**Saved entries:**
※

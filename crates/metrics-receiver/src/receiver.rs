// SPDX-License-Identifier: Apache-2.0 OR MIT
// Copyright (c) 2025-2026 naskel.com

//! Orchestrator: parse, group, then prepare and write per output.
//!
//! Outputs run in configuration order, columnar outputs first. A failure on
//! a `commit` output stops the run and is returned; a failure on a
//! `best-effort` output is collected in the [`WriteReport`] and the run
//! carries on. Preparation failures are per measurement group, so a
//! `best-effort` output still writes the groups that prepared cleanly.
//! Writes already done by earlier outputs are not undone.

use crate::config::{EnrichmentSet, OutputConfig, ReceiverConfig, WriteStrategy};
use crate::enrichment::EnrichmentCache;
use crate::error::{BackendError, ErrorKind, ParseError, PipelineError};
use crate::grouping::split_by_measurement;
use crate::line_protocol::LineProtocolParser;
use crate::pipeline::prepare_point_groups;
use crate::point::{Point, PointGroup};
use crate::sink::{
    ColumnarBackend, ColumnarSink, InfluxClient, SqliteBackend, TimeSeriesClient, TimeSeriesSink,
};
use crate::stats::InternalMetrics;
use chrono::{DateTime, Utc};
use std::future::Future;
use std::sync::Arc;
use thiserror::Error;
use tracing::{debug, error, info, warn};

/// A failure attributed to one output.
#[derive(Debug, Error)]
#[error("output '{output}' failed: {error}")]
pub struct OutputFailure {
    pub output: String,
    #[source]
    pub error: PipelineError,
}

impl OutputFailure {
    pub fn kind(&self) -> ErrorKind {
        self.error.kind()
    }
}

/// Errors that fail a whole ingest request.
#[derive(Debug, Error)]
pub enum IngestError {
    #[error("parse error: {0}")]
    Parse(#[from] ParseError),

    #[error(transparent)]
    Output(#[from] OutputFailure),
}

impl IngestError {
    pub fn kind(&self) -> ErrorKind {
        match self {
            IngestError::Parse(_) => ErrorKind::Parse,
            IngestError::Output(failure) => failure.kind(),
        }
    }
}

/// Outcome of a successful run across all outputs.
#[derive(Debug, Default)]
pub struct WriteReport {
    /// Points handed to the run.
    pub points: usize,
    /// Points or rows written, summed over outputs.
    pub written: usize,
    /// Failures on best-effort outputs.
    pub non_critical: Vec<OutputFailure>,
}

/// The ingest pipeline bound to its outputs.
pub struct Receiver<C, T> {
    parser: LineProtocolParser,
    sets: Vec<EnrichmentSet>,
    cache: Arc<EnrichmentCache>,
    columnar: Vec<ColumnarSink<C>>,
    timeseries: Vec<TimeSeriesSink<T>>,
    metrics: InternalMetrics,
}

impl Receiver<SqliteBackend, InfluxClient> {
    /// Open every configured output.
    pub fn from_config(
        config: &ReceiverConfig,
        cache: Arc<EnrichmentCache>,
    ) -> Result<Self, BackendError> {
        let mut receiver = Receiver::new(
            config.enrichment.sets.clone(),
            cache,
            &config.internal_metrics_measurement,
        );

        for output in &config.columnar_outputs {
            let backend = SqliteBackend::open(&output.connection)?;
            info!("Columnar output '{}' -> {}", output.name, output.connection);
            receiver = receiver.with_columnar_sink(ColumnarSink::new(output.clone(), backend));
        }
        for output in &config.timeseries_outputs {
            let client = InfluxClient::new(output)?;
            info!(
                "Time-series output '{}' -> {} (v{})",
                output.name,
                client.write_url(),
                output.version
            );
            receiver = receiver.with_timeseries_sink(TimeSeriesSink::new(output.clone(), client));
        }

        Ok(receiver)
    }
}

impl<C: ColumnarBackend, T: TimeSeriesClient> Receiver<C, T> {
    pub fn new(
        sets: Vec<EnrichmentSet>,
        cache: Arc<EnrichmentCache>,
        internal_measurement: &str,
    ) -> Self {
        Self {
            parser: LineProtocolParser::new(),
            sets,
            cache,
            columnar: Vec::new(),
            timeseries: Vec::new(),
            metrics: InternalMetrics::new(internal_measurement),
        }
    }

    pub fn with_columnar_sink(mut self, sink: ColumnarSink<C>) -> Self {
        self.columnar.push(sink);
        self
    }

    pub fn with_timeseries_sink(mut self, sink: TimeSeriesSink<T>) -> Self {
        self.timeseries.push(sink);
        self
    }

    pub fn cache(&self) -> &Arc<EnrichmentCache> {
        &self.cache
    }

    pub fn metrics(&self) -> &InternalMetrics {
        &self.metrics
    }

    /// Output names in execution order.
    pub fn output_names(&self) -> Vec<&str> {
        self.columnar
            .iter()
            .map(|s| s.output().name())
            .chain(self.timeseries.iter().map(|s| s.output().name()))
            .collect()
    }

    /// Handle one request payload.
    ///
    /// Counters are bumped only once the payload has parsed.
    pub async fn ingest(
        &self,
        payload: &str,
        now: DateTime<Utc>,
    ) -> Result<WriteReport, IngestError> {
        let points = self.parser.parse(payload, now)?;
        self.metrics.counters().record(points.len(), payload.len());
        debug!("Parsed {} points from {} bytes", points.len(), payload.len());
        Ok(self.write_outputs(points).await?)
    }

    /// Send `points` through every output.
    pub async fn write_outputs(&self, points: Vec<Point>) -> Result<WriteReport, OutputFailure> {
        let mut report = WriteReport {
            points: points.len(),
            ..Default::default()
        };
        let groups = split_by_measurement(points);

        for sink in &self.columnar {
            let output = sink.output();
            let prepared = self.prepare(&groups, output, &mut report)?;
            let result = with_deadline(output, sink.write(&prepared)).await;
            record_write(output, result, &mut report)?;
        }

        for sink in &self.timeseries {
            let output = sink.output();
            let prepared = self.prepare(&groups, output, &mut report)?;
            let result = with_deadline(output, sink.write(&prepared)).await;
            record_write(output, result, &mut report)?;
        }

        Ok(report)
    }

    /// Send queued internal metrics, if any.
    pub async fn flush_internal_metrics(&self) -> Result<WriteReport, OutputFailure> {
        let pending = self.metrics.take_pending();
        if pending.is_empty() {
            return Ok(WriteReport::default());
        }
        self.write_outputs(pending).await
    }

    /// Prepare every group for `output`.
    ///
    /// On a `commit` output the first group error fails the run before
    /// anything is written. On a `best-effort` output each group error is
    /// reported and the remaining groups are still written.
    fn prepare(
        &self,
        groups: &[PointGroup],
        output: &dyn OutputConfig,
        report: &mut WriteReport,
    ) -> Result<Vec<PointGroup>, OutputFailure> {
        let prepared = prepare_point_groups(groups, output, &self.sets, &self.cache);
        for error in prepared.errors {
            record_failure(output, error, report)?;
        }
        Ok(prepared.groups)
    }
}

/// Bound a write by the output's deadline. A zero deadline waits forever.
async fn with_deadline<F>(output: &dyn OutputConfig, write: F) -> Result<usize, PipelineError>
where
    F: Future<Output = Result<usize, PipelineError>>,
{
    let deadline = output.write_timeout();
    if deadline.is_zero() {
        return write.await;
    }
    match tokio::time::timeout(deadline, write).await {
        Ok(result) => result,
        Err(_) => Err(PipelineError::sink(
            output.name(),
            BackendError::Timeout(deadline),
        )),
    }
}

fn record_write(
    output: &dyn OutputConfig,
    result: Result<usize, PipelineError>,
    report: &mut WriteReport,
) -> Result<(), OutputFailure> {
    match result {
        Ok(written) => {
            debug!("{}: {} written", output.name(), written);
            report.written += written;
            Ok(())
        }
        Err(error) => record_failure(output, error, report),
    }
}

/// Apply the output's write strategy to one failure.
fn record_failure(
    output: &dyn OutputConfig,
    error: PipelineError,
    report: &mut WriteReport,
) -> Result<(), OutputFailure> {
    let failure = OutputFailure {
        output: output.name().to_string(),
        error,
    };
    match output.write_strategy() {
        WriteStrategy::Commit => {
            error!("{}", failure);
            Err(failure)
        }
        WriteStrategy::BestEffort => {
            warn!("{}", failure);
            report.non_critical.push(failure);
            Ok(())
        }
    }
}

※

**What is needed:**
Every line above holding the string "ErrorKind" should be listed.

**Task result:**
use crate::error::{BackendError, ErrorKind, ParseError, PipelineError};
    pub fn kind(&self) -> ErrorKind {
    pub fn kind(&self) -> ErrorKind {
            IngestError::Parse(_) => ErrorKind::Parse,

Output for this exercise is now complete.